Aline: Nesse momento, o mais importante é cumprir as competições. A Série A1 já retomou e bem. Temos a Série A2 para voltar daqui a um mês. Pensando em 2020, é entregar as competições e mostrar para o mundo do futebol que o feminino tem maturidade suficiente para manter suas competições num momento crítico para toda a cadeia do futebol.
Do que a seleção precisa para elevar o patamar?
Duda: O que falta para fazer um Brasil forte é planejamento. Pelo menos de dois em dois anos, tanto para categoria de base quanto para a adulta. O próximo passo é organizar um calendário com jogos na Europa, nos Estados Unidos, em locais onde possamos dar experiência, principalmente, para as meninas menores. A partir disso, acredito que em três, quatro anos, o Brasil vai ser muito forte em todas as categorias. E, quem sabe, criar a sub-15.
Qual o peso de uma base forte para não termos hiatos entre gerações?
Aline: Muito das nossas batidas na trave, se tivéssemos uma base melhor, talvez o resultado seria diferente. Nossa primeira seleção de base tinha Marta e Cristiane. São jogadoras que ainda estão atuando e isso mostra que é possível ter jogadoras da base com ciclo longevo na seleção. Porém, se pensarmos lá atrás, elas começaram no Mundial do Canadá, sub-19, e logo depois foram para a Suécia e Alemanha. Aqui não tinha torneio de base. É importante que essas jogadoras vivam na base a caraterística do futebol brasileiro e tenham minutagem aqui dentro. Está entre os objetivos estruturar melhor a base.
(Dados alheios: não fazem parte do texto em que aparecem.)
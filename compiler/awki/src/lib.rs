//! awki - command-line driver.
//!
//! Parses the command line, loads and parses the program, then hands it to
//! the interpreter. The process exit status is the program's `exit` status,
//! or 2 for usage, program-loading and syntax errors.

mod options;
mod reporting;

use std::io::{self, IsTerminal};
use std::sync::Once;

use awk_eval::InterpreterBuilder;
use thiserror::Error;

pub use options::{parse_args, Command, Options, ProgramSource, UsageError, USAGE};
pub use reporting::render_parse_error;

/// Exit status for errors detected before the program runs.
pub const EXIT_USAGE: i32 = 2;

static TRACING_INIT: Once = Once::new();

/// Initialize tracing.
///
/// Without `debug`, a subscriber is only installed when `RUST_LOG` is set
/// (for example `RUST_LOG=awk_eval=trace`). With `debug`, spans are drawn
/// as a tree at debug level unless `RUST_LOG` says otherwise. Output goes
/// to stderr. Safe to call multiple times.
pub fn init_tracing(debug: bool) {
    TRACING_INIT.call_once(|| {
        use tracing_subscriber::{fmt, prelude::*, EnvFilter};

        if debug {
            let filter =
                EnvFilter::try_from_default_env().unwrap_or_else(|_| EnvFilter::new("debug"));
            let _ = tracing_subscriber::registry()
                .with(
                    tracing_tree::HierarchicalLayer::new(2)
                        .with_targets(true)
                        .with_bracketed_fields(true),
                )
                .with(filter)
                .try_init();
        } else if std::env::var("RUST_LOG").is_ok() {
            let _ = tracing_subscriber::registry()
                .with(
                    fmt::layer()
                        .with_writer(io::stderr)
                        .with_target(true)
                        .with_level(true),
                )
                .with(EnvFilter::from_default_env())
                .try_init();
        }
    });
}

#[derive(Debug, Error)]
#[error("can't open program file `{path}`: {source}")]
pub struct ProgramLoadError {
    path: String,
    source: io::Error,
}

/// Program text plus the name it is reported under.
fn load_program(program: &ProgramSource) -> Result<(String, String), ProgramLoadError> {
    match program {
        ProgramSource::Text(text) => Ok(("<program>".to_string(), text.clone())),
        ProgramSource::Files(paths) => {
            let mut parts = Vec::with_capacity(paths.len());
            for path in paths {
                let text = std::fs::read_to_string(path).map_err(|source| ProgramLoadError {
                    path: path.clone(),
                    source,
                })?;
                parts.push(text);
            }
            let name = match paths.as_slice() {
                [only] => only.clone(),
                _ => "<program>".to_string(),
            };
            Ok((name, parts.join("\n")))
        }
    }
}

/// Run a parsed command line and return the exit status.
#[tracing::instrument(level = "debug", skip_all)]
pub fn run(options: &Options) -> i32 {
    let (name, source) = match load_program(&options.program) {
        Ok(loaded) => loaded,
        Err(err) => {
            eprintln!("awki: {err}");
            return EXIT_USAGE;
        }
    };

    let program = match awk_parse::parse(&source) {
        Ok(program) => program,
        Err(err) => {
            tracing::debug!(error = %err, "parse failed");
            let color = io::stderr().is_terminal();
            eprint!("{}", render_parse_error(&name, &source, &err, color));
            return EXIT_USAGE;
        }
    };

    if options.debug {
        eprintln!("{program}");
    }

    let mut builder = InterpreterBuilder::new(&program)
        .program_name("awki")
        .args(options.operands.iter().cloned());
    if let Some(fs) = &options.field_separator {
        builder = builder.field_separator(fs.clone());
    }
    for (name, value) in &options.assignments {
        builder = builder.assign(name.clone(), value.clone());
    }
    let mut interpreter = builder.build();
    interpreter.run()
}

/// Entry point for the binary: `args` excludes the executable name.
pub fn main_with_args(args: &[String]) -> i32 {
    match parse_args(args) {
        Ok(Command::Help) => {
            println!("{USAGE}");
            0
        }
        Ok(Command::Version) => {
            println!("awki {}", env!("CARGO_PKG_VERSION"));
            0
        }
        Ok(Command::Run(options)) => {
            init_tracing(options.debug);
            run(&options)
        }
        Err(err) => {
            eprintln!("awki: {err}");
            eprintln!("{USAGE}");
            EXIT_USAGE
        }
    }
}

#[cfg(test)]
#[expect(clippy::unwrap_used, reason = "Tests use unwrap for brevity")]
mod tests {
    use super::*;
    use pretty_assertions::assert_eq;

    #[test]
    fn program_files_are_joined() {
        let dir = tempfile::tempdir().unwrap();
        let first = dir.path().join("a.awk");
        let second = dir.path().join("b.awk");
        std::fs::write(&first, "BEGIN { x = 1 }").unwrap();
        std::fs::write(&second, "END { print x }").unwrap();
        let paths = vec![first.display().to_string(), second.display().to_string()];

        let (name, source) = load_program(&ProgramSource::Files(paths)).unwrap();
        assert_eq!(name, "<program>");
        assert_eq!(source, "BEGIN { x = 1 }\nEND { print x }");
    }

    #[test]
    fn single_program_file_is_named() {
        let dir = tempfile::tempdir().unwrap();
        let path = dir.path().join("prog.awk").display().to_string();
        std::fs::write(&path, "1").unwrap();
        let (name, _) = load_program(&ProgramSource::Files(vec![path.clone()])).unwrap();
        assert_eq!(name, path);
    }

    #[test]
    fn missing_program_file() {
        let err = load_program(&ProgramSource::Files(vec!["/nonexistent/awki.awk".into()]))
            .unwrap_err();
        assert!(err.to_string().contains("/nonexistent/awki.awk"));
    }

    #[test]
    fn usage_errors_exit_with_two() {
        assert_eq!(main_with_args(&["-q".to_string()]), EXIT_USAGE);
        assert_eq!(main_with_args(&[]), EXIT_USAGE);
    }
}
Os clubes têm dinheiro para investir na base? Como a CBF pode ajudar?
Aline: Temos que pensar em governança. Todos precisam ter uma boa estrutura. Clubes, federações, confederação, porque daí qualquer mecanismo funciona. Se não estiver bem estruturado pode ter um baita programa que vai travar. Nesse momento, é preciso criar essa base sólida de governança. Hoje já temos as competições, a A1, a A2 e sub-18, todas no legado da Copa do Mundo. As equipes recebem valores como mandantes e visitantes. Podemos e devemos melhorar. O desenvolvimento do futebol feminino passa por um modelo de gestão esportiva. Primeiro pilar é injeção de investimento. O segundo, governança. Talvez tenhamos que colocá-los juntos.
Há clubes que usaram o dinheiro repassado pela CBF para auxílio ao feminino para pagamento de outras despesas, caso do Vitória-BA.
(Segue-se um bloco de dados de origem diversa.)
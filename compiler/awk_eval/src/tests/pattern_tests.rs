//! Pattern selection over whole inputs.

use pretty_assertions::assert_eq;

use super::output;

const LINES: &str = "alpha\nbeta\ngamma\ndelta\nepsilon\n";

#[test]
fn regex_and_expression_patterns() {
    assert_eq!(output("/^[bg]/", LINES), "beta\ngamma\n");
    assert_eq!(output("NR % 2 == 0 { print NR, $0 }", LINES), "2 beta\n4 delta\n");
    assert_eq!(output("length > 5", LINES), "epsilon\n");
}

#[test]
fn negated_and_combined_patterns() {
    assert_eq!(output("!/a/", LINES), "epsilon\n");
    assert_eq!(output("/l/ && !/p/", LINES), "delta\n");
    assert_eq!(output("/^a/ || /^e/", LINES), "alpha\nepsilon\n");
}

#[test]
fn expression_ranges() {
    assert_eq!(output("NR == 2, NR == 4", LINES), "beta\ngamma\ndelta\n");
}

#[test]
fn regex_range_reopens() {
    assert_eq!(
        output("/start/, /stop/ { print NR }", "x\nstart\ny\nstop\nz\nstart\nw\n"),
        "2\n3\n4\n6\n7\n"
    );
}

#[test]
fn range_ending_on_its_first_record() {
    assert_eq!(output("/a/, /a/ { print NR }", "a\nb\na\n"), "1\n3\n");
}

#[test]
fn every_matching_item_runs_in_order() {
    assert_eq!(
        output("/a/ { print \"1:\" $0 } /l/ { print \"2:\" $0 }", "al\nb\n"),
        "1:al\n2:al\n"
    );
}

#[test]
fn begin_and_end_run_once() {
    assert_eq!(
        output("BEGIN { print \"start\" } END { print \"end\", NR } BEGIN { print \"again\" }", "x\ny\n"),
        "start\nagain\nend 2\n"
    );
}

#[test]
fn end_sees_the_last_record() {
    assert_eq!(output("END { print $0, NF }", "a b\nc d e\n"), "c d e 3\n");
}

#[test]
fn begin_only_programs_do_not_read_input() {
    assert_eq!(output("BEGIN { print \"only\" }", "ignored\n"), "only\n");
}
Aline: Faltou governança, alinhamento. Mas não podemos apontar pois estamos de fora. Não podemos atropelar a federação e o clube e nos meter na gestão dele. O que fazemos como confederação é mostrar que temos um modelo, que é um caminho. Respeitando a realidade de cada um, vamos trabalhar para ser resolvido e entender o que aconteceu. Foi o caso do Vitória. Não dá para achar que todos os clubes serão iguais. Temos que entender essa diferença. Se a minha realidade é encher a pitchulinha de 200ml, enche; se a do outro for encher garrafa de 3 litros, enche. Faça o melhor dentro da sua realidade. Se cada um fizer, a gente vai avançar.
Teme não ter o mesmo desempenho que teve na Federação Paulista? (Na FPF, Aline implementou um modelo de sucesso, da base ao profissional)
Aline: Não tenho medo nenhum,pois não tem a ver com a Aline, mas com o desenvolvimento do futebol feminino. Não tem a ver com o meu sucesso. O presidente Rogério Caboclo (da CBF) está nos deixando muito à vontade, é um trabalho de longo prazo. Não tem por que a gente sair correndo a milhão e perder o fôlego daqui a pouco. Vamos caminhar com paciência, junto com a confederação. Cada degrau que avançar vai ser muito importante, se for um passo, podemos dizer que avançou.
Qual a importância de ter mulheres na gestão ?
Duda: Acima de tudo, a nossa experiência de atletas e, depois, de gestoras. Pensando em seleção brasileira, tem ainda o olhar de uma das melhores treinadoras de futebol feminino do mundo. Coube a nós estarmos aqui neste momento, representando milhares de mulheres. Mas o mais importante é saber que hoje existem mulheres capacitadas para levar o Brasil a ter grandes resultados. Nesse momento estamos à frente do projeto, mas tomara que, daqui pra frente, tenhamos mais mulheres com condições de estarem aqui.
Qual a dificuldade para formar gestoras no futebol?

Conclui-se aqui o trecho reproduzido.